Конечно, можно было бы ударить по Эренбургу и покрепче. Но и Симонов своей статьей нанес ему достаточно сильный удар. А главное, это был удар с охранительных, по сути, сталинистских позиций.
Да, мол, имели место отдельные слабости и недостатки. Но мы всегда, когда было нужно, на это указывали. А в общем и целом всё всегда было у нас хорошо и правильно, — и в жизни и в искусстве. («Все в порядке, все в порядке, Ворошилов на лошадке».) И сомневаться в этом мы не позволим никому.
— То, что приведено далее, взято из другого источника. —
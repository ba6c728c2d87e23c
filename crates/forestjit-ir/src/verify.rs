//! Structural well-formedness checks.
//!
//! Verification runs before optimization and again when a persisted program
//! is restored, so an ill-formed program can never reach the code generator.

use thiserror::Error;

use crate::program::{ForestIr, Node, Tree};

/// A program violated the representation's well-formedness rules.
///
/// This is fatal for the Model that produced it: the upstream frontend (or a
/// persisted artifact) handed over a structurally broken program, and
/// retrying with the same input cannot succeed.
#[derive(Debug, Error)]
pub enum VerificationError {
    #[error("program has no trees")]
    EmptyProgram,

    #[error("tree {tree} has no nodes")]
    EmptyTree { tree: usize },

    #[error("tree {tree}, node {node}: child index {child} out of range (tree has {len} nodes)")]
    ChildOutOfRange {
        tree: usize,
        node: usize,
        child: u32,
        len: usize,
    },

    #[error("tree {tree}, node {node}: child index {child} does not point forward")]
    BackwardChild { tree: usize, node: usize, child: u32 },

    #[error("tree {tree}, node {node}: feature {feature} out of range ({num_features} features)")]
    FeatureOutOfRange {
        tree: usize,
        node: usize,
        feature: u32,
        num_features: u32,
    },

    #[error("tree {tree}, node {node}: non-finite constant {value}")]
    NonFiniteConstant { tree: usize, node: usize, value: f64 },
}

/// Verify an unoptimized program.
pub fn verify_forest(ir: &ForestIr) -> Result<(), VerificationError> {
    verify_trees(&ir.trees, ir.num_features)?;
    if !ir.base_score.is_finite() {
        return Err(VerificationError::NonFiniteConstant {
            tree: 0,
            node: 0,
            value: ir.base_score,
        });
    }
    Ok(())
}

/// Verify a tree list against a feature dimension. Child indices must point
/// strictly forward (which rules out cycles), features must be in range and
/// every threshold and leaf value must be finite. Unreachable nodes are
/// legal here; the optimizer prunes them.
pub fn verify_trees(trees: &[Tree], num_features: u32) -> Result<(), VerificationError> {
    if trees.is_empty() {
        return Err(VerificationError::EmptyProgram);
    }
    for (ti, t) in trees.iter().enumerate() {
        if t.nodes.is_empty() {
            return Err(VerificationError::EmptyTree { tree: ti });
        }
        let len = t.nodes.len();
        for (ni, node) in t.nodes.iter().enumerate() {
            match *node {
                Node::Leaf { value } => {
                    if !value.is_finite() {
                        return Err(VerificationError::NonFiniteConstant {
                            tree: ti,
                            node: ni,
                            value,
                        });
                    }
                }
                Node::Branch {
                    feature,
                    threshold,
                    left,
                    right,
                    ..
                } => {
                    if feature >= num_features {
                        return Err(VerificationError::FeatureOutOfRange {
                            tree: ti,
                            node: ni,
                            feature,
                            num_features,
                        });
                    }
                    if !threshold.is_finite() {
                        return Err(VerificationError::NonFiniteConstant {
                            tree: ti,
                            node: ni,
                            value: threshold,
                        });
                    }
                    for child in [left, right] {
                        if child as usize >= len {
                            return Err(VerificationError::ChildOutOfRange {
                                tree: ti,
                                node: ni,
                                child,
                                len,
                            });
                        }
                        if child as usize <= ni {
                            return Err(VerificationError::BackwardChild {
                                tree: ti,
                                node: ni,
                                child,
                            });
                        }
                    }
                }
            }
        }
    }
    Ok(())
}
//! The native ABI boundary.

/// Well-known name of the batch evaluation routine in every compiled
/// program.
pub const ENTRY_SYMBOL: &str = "forest_root";

/// The fixed native calling convention of the entry routine. The callee
/// reads exactly `count * num_features` doubles from `input` (row-major,
/// row `i` at `input[i * num_features ..]`) and writes exactly `count`
/// doubles to `output`. No return value.
type EntryFn = unsafe extern "C" fn(input: *const f64, count: i32, output: *mut f64);

/// A resolved machine address bound to the fixed entry signature.
///
/// This is the safety-critical seam of the whole system: a buffer-sizing
/// mismatch at the native boundary is undefined behavior, not a recoverable
/// error, so [`EntryPoint::invoke`] checks the contract on the managed side
/// before crossing it.
///
/// The pointer stays valid for the lifetime of the engine that produced it;
/// the owning Model keeps both alive together.
pub struct EntryPoint {
    ptr: *const u8,
    num_features: usize,
}

// SAFETY: the compiled routine is pure numeric code over its argument
// buffers, with no internal mutable state; codegen emits only loads of
// `input`, arithmetic, and stores to `output`.
unsafe impl Send for EntryPoint {}
unsafe impl Sync for EntryPoint {}

impl EntryPoint {
    pub(crate) fn new(ptr: *const u8, num_features: usize) -> Self {
        Self { ptr, num_features }
    }

    /// Invoke the compiled routine over a batch.
    ///
    /// `input` must hold `output.len() * num_features` values, row-major.
    ///
    /// # Panics
    ///
    /// Panics if the buffer sizes do not satisfy the native contract or the
    /// row count exceeds `i32::MAX`.
    pub fn invoke(&self, input: &[f64], output: &mut [f64]) {
        let rows = output.len();
        assert_eq!(
            input.len(),
            rows * self.num_features,
            "input buffer must hold rows * num_features values"
        );
        assert!(i32::try_from(rows).is_ok(), "batch too large for i32 count");

        let f: EntryFn = unsafe { std::mem::transmute(self.ptr) };
        // SAFETY: buffer sizes were checked against the fixed ABI contract
        // above; the routine reads input and writes output, nothing else.
        unsafe { f(input.as_ptr(), rows as i32, output.as_mut_ptr()) }
    }
}

impl std::fmt::Debug for EntryPoint {
    fn fmt(&self, f: &mut std::fmt::Formatter<'_>) -> std::fmt::Result {
        f.debug_struct("EntryPoint")
            .field("num_features", &self.num_features)
            .finish_non_exhaustive()
    }
}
Даже Эренбургу.
Нет, не «даже Эренбургу». Эренбургу в особенности:
► Писательский и общественный авторитет Ильи Эренбурга, завоеванный его лучшими книгами, прекрасной публицистикой и его выдающейся общественной деятельностью, велик, и поэтому, когда такой писатель и общественный деятель в своем произведении дает неверную оценку нашего искусства и пропагандирует неверные взгляды на пути его развития, то людям, глядящим на эти вопросы иначе, чем И. Эренбург, очевидно, следует высказать свою точку зрения с той же категоричностью, с какой она высказана в «Оттепели»...
Неужели мы действительно, прочтя «Оттепель», окажемся перед печальной необходимостью выбирать только между Пуховым и Сабуровым?..
Достаточно поставить этот вопрос, чтобы убедиться в том, как элементарно несправедлива общая картина искусства, нарисованная в повести Эренбурга...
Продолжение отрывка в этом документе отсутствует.